2018 Sun Belt Conference baseball tournament
- Teams: 10
- Format: Double-elimination
- Finals site: M. L. Tigue Moore Field; Lafayette, Louisiana;
- Champions: Coastal Carolina (1 title)
- Winning coach: Gary Gilmore (1 title)
- MVP: Zach Biermann ((Coastal Carolina))
- Television: ESPN+

= 2018 Sun Belt Conference baseball tournament =

The 2018 Sun Belt Conference baseball tournament was held at M. L. Tigue Moore Field on the campus of the University of Louisiana at Lafayette in Lafayette, Louisiana, from May 22 to May 27, 2018. The tournament used a double-elimination format as in past years. Coastal Carolina, the winner of the tournament, earned the Sun Belt Conference's automatic bid to the 2018 NCAA Division I baseball tournament.

==Seeding==
In a change from previous years, the top ten teams (based on conference results) from the conference earned invites to the tournament. The teams were seeded based on conference winning percentage, with the bottom four seeds competing in a play-in round. The remaining eight teams then played a two bracket, double-elimination tournament.
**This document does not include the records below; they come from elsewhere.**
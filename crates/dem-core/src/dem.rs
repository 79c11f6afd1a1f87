//! Diagnostic event manager facade
//!
//! Owns one instance of every store and exposes the monitor-reporting
//! surface. Each call evaluates the status triggers, updates the memories
//! and hands the resulting [`EventContext`] to the observer.

use std::collections::VecDeque;
use std::sync::Arc;

use parking_lot::Mutex;
use serde::{Deserialize, Serialize};
use tracing::{debug, info, warn};

use crate::chronology::{ChronologySnapshot, FailureChronology};
use crate::config::{AgingPolicy, DemConfig, EventDef, MemoryKind, StorageTrigger};
use crate::counters::EventCounters;
use crate::cycle::{latch_stamp, OperationCycleTracker};
use crate::dtr::{DtrStore, DtrValue};
use crate::error::{DemError, DemResult};
use crate::event_status::EventStatusStore;
use crate::memory::{
    freeze_frame, AllocationOutcome, DirtyBlock, DisplacementInfo, MemoryEntry, MemoryManager,
    MemoryPool, PermanentEntry,
};
use crate::obd::{ActivationMode, ObdState};
use crate::observer::{DiagnosticObserver, EventContext};
use crate::readiness::{ReadinessGroup, ReadinessGroupFilter, ReadinessProcessing, ReadinessTracker};
use crate::runtime_check::RuntimeCheck;
use crate::statistics::{CopyInfo, EventStatistics, StatisticsEngine};
use crate::status::{EventEffects, ExtendedBit, ExtendedStatus, StatusBit, UdsStatus};
use crate::types::{CycleStamp, DtcNumber, EventId, MonitorStatus};

/// Events addressed by a clear request
#[derive(Debug, Clone, PartialEq, Eq, Serialize, Deserialize)]
#[serde(rename_all = "snake_case", tag = "kind", content = "value")]
pub enum DtcSelection {
    /// Every configured event
    All,
    /// Events reporting one DTC number
    Dtc(u32),
    /// Events stored in one memory
    Memory(String),
}

/// Displacement ranking backed by configuration and live status
struct Ranking<'a> {
    config: &'a DemConfig,
    status: &'a EventStatusStore,
}

impl DisplacementInfo for Ranking<'_> {
    fn priority(&self, event: EventId) -> u8 {
        self.config.event(event).map(|e| e.priority).unwrap_or(u8::MAX)
    }

    fn is_passive(&self, event: EventId) -> bool {
        !self.status.test_status_bit(event, StatusBit::TestFailed)
    }
}

/// Diagnostic event manager instance
pub struct Dem {
    config: DemConfig,
    checks: Arc<RuntimeCheck>,
    cycles: OperationCycleTracker,
    status: EventStatusStore,
    counters: EventCounters,
    memories: MemoryManager,
    obd: ObdState,
    dtrs: DtrStore,
    chronology: FailureChronology,
    readiness: Arc<dyn ReadinessProcessing>,
    pending_availability: Mutex<VecDeque<(EventId, bool)>>,
}

impl std::fmt::Debug for Dem {
    fn fmt(&self, f: &mut std::fmt::Formatter<'_>) -> std::fmt::Result {
        f.debug_struct("Dem")
            .field("events", &self.config.events.len())
            .field("memories", &self.memories)
            .field("violations", &self.checks.violations())
            .finish_non_exhaustive()
    }
}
The winner of each bracket played each other in the championship final.

==Results==

===Play-in round===

Tuesday, May 22
| Team | R |
|---|---|
| #10 Georgia State | 1 |
| #7 Little Rock | 2 |

Tuesday, May 22
| Team | R |
|---|---|
| #9 Arkansas State | 4 |
| #8 Texas Arlington | 5^{10} |

== Notes ==

- Louisiana's 19–16 victory over Little Rock sets a tournament record for most combined runs (35).